Thank you very much :)
By the way, I have just tried Spectral Flatness (as defined in
Wikipedia) and it seems promising.
I attach an abstraction that outputs spectral flatness in PD-vanilla.
2008/1/18, Jamie Bullock <[EMAIL PROTECTED]>:
>
> Hi,
>
> On Fri, 2008-01-18 at 14:04 +0100, matteo sisti sette wrote:
> > Jamie Bullock wrote:
> >
> > > I find spectral irregularity to be quite a good noisiness metric,
> > > [...]
> > > Krimphoff:
> > > Irregularity = \sum_{k=2}^{N-1} |a_k - \frac{a_{k-1} + a_k + a_{k+1}}{3}|
> > > Jensen:
> > > Irregularity = \frac{\sum_{k=1}^{N} (a_k - a_{k+1})} {\sum_{k=1}^Na_k^2}
> > > [...]
> > > Where a_k is the amplitude of the kth coefficient in the magnitude
> > > spectrum.
> >
> > I googled a little bit, and as far as I understand, these definitions
> > seem to apply to an harmonic sound, and a_k seems to be the amplitude
> > of the k-th partial... that is the sound is supposed to be pitch and
> > its spectral peaks (partials) have already been extracted...
>
> The irregularity metric is generally computed on the magnitude spectrum,
> but there is no reason not use it on the harmonic spectrum, as some
> authors do.

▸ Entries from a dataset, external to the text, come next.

use anyhow::{anyhow, Result};
use directories::ProjectDirs;
use li_connect_linkedin::store::{KeyValueStore, StorageEvent};
use li_connect_linkedin::StoreError;
use std::collections::BTreeMap;
use std::fs::{self, File};
use std::io::Write;
use std::path::{Path, PathBuf};
use std::sync::{Arc, Mutex};

type StoreResult<T> = Result<T, StoreError>;

pub struct FileStore {
    path: PathBuf,
    lock: Mutex<()>,
}

impl FileStore {
    pub fn open(path: impl Into<PathBuf>) -> Self {
        Self {
            path: path.into(),
            lock: Mutex::new(()),
        }
    }

    pub fn path(&self) -> &Path {
        &self.path
    }

    fn load(&self) -> StoreResult<BTreeMap<String, String>> {
        if !self.path.exists() {
            return Ok(BTreeMap::new());
        }
        let bytes = fs::read(&self.path).map_err(|e| StoreError::Unavailable(e.to_string()))?;
        if bytes.is_empty() {
            return Ok(BTreeMap::new());
        }
        Ok(serde_json::from_slice(&bytes)?)
    }

    fn save(&self, entries: &BTreeMap<String, String>) -> StoreResult<()> {
        let json = serde_json::to_vec_pretty(entries)?;
        write_secure_file(&self.path, &json).map_err(|e| StoreError::Unavailable(e.to_string()))
    }

    fn update<F>(&self, mutate: F) -> StoreResult<()>
    where
        F: FnOnce(&mut BTreeMap<String, String>) -> bool,
    {
        let _guard = self
            .lock
            .lock()
            .map_err(|_| StoreError::Unavailable("store lock poisoned".to_string()))?;
        let mut entries = self.load()?;
        if mutate(&mut entries) {
            self.save(&entries)?;
        }
        Ok(())
    }
}

impl KeyValueStore for FileStore {
    fn get(&self, key: &str) -> StoreResult<Option<String>> {
        Ok(self.load()?.get(key).cloned())
    }

    fn set(&self, key: &str, value: &str) -> StoreResult<()> {
        self.update(|entries| {
            entries.insert(key.to_string(), value.to_string());
            true
        })
    }

    fn delete(&self, key: &str) -> StoreResult<()> {
        self.update(|entries| entries.remove(key).is_some())
    }
}

fn write_secure_file(path: &Path, bytes: &[u8]) -> std::io::Result<()> {
    if let Some(parent) = path.parent() {
        fs::create_dir_all(parent)?;
    }
    let mut file = File::create(path)?;
    file.write_all(bytes)?;
    #[cfg(unix)]
    {
        use std::os::unix::fs::PermissionsExt;
        let mut perms = file.metadata()?.permissions();
        perms.set_mode(0o600);
        fs::set_permissions(path, perms)?;
    }
    Ok(())
}

pub struct KeyWatcher {
    store: Arc<dyn KeyValueStore>,
    key: String,
    last: Option<String>,
}

impl KeyWatcher {
    pub fn new(store: Arc<dyn KeyValueStore>, key: &str) -> Self {
        let last = store.get(key).ok().flatten();
        Self {
            store,
            key: key.to_string(),
            last,
        }
    }

    pub fn poll(&mut self) -> Option<StorageEvent> {
        let current = self.store.get(&self.key).ok().flatten();
        if current == self.last {
            return None;
        }
        self.last = current.clone();
        Some(StorageEvent {
            key: self.key.clone(),
            new_value: current,
        })
    }
}

pub struct Profile {
    pub durable: Arc<FileStore>,
    pub session: Arc<FileStore>,
}

impl Profile {
    pub fn default_dir() -> Result<PathBuf> {
        let proj_dirs = ProjectDirs::from("com", "li-connect", "li-connect")
            .ok_or_else(|| anyhow!("Could not determine project directories"))?;
        Ok(proj_dirs.data_dir().to_path_buf())
    }

    pub fn open(dir: &Path, tab: &str) -> Self {
        let tab: String = tab
            .chars()
            .filter(|c| c.is_ascii_alphanumeric() || *c == '-' || *c == '_')
            .collect();
        let tab = if tab.is_empty() { "default".to_string() } else { tab };
        Self {
            durable: Arc::new(FileStore::open(dir.join("profile.json"))),
            session: Arc::new(FileStore::open(dir.join("tabs").join(format!("{tab}.json")))),
        }
    }
}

It is just giving you a measure of the 'jaggedness' of a
> given sequence of numbers, you could use it on any distribution, e.g.
> you could take the irregularity measure of the numbers of Pd mailing
> list postings over a 12 month period!
>
> For the purposes of computing noise content it makes sense to use the
> mag spectrum. Some authors e.g. Park (2004) use the log magnitude
> spectrum.
>
> > Would it make any sense to apply the above formulas using just the
> > magnitude spectrum coefficients of the whole spectrum as a_k??
> > If so, I'm not sure whether a high irregularity should be expected to
> > correspond to a high or low noisiness.....
>
> It depends which formula you use. Using Krimphoff ('Irregularity I' in
> libxtract), a high irregularity value corresponds to high noise content.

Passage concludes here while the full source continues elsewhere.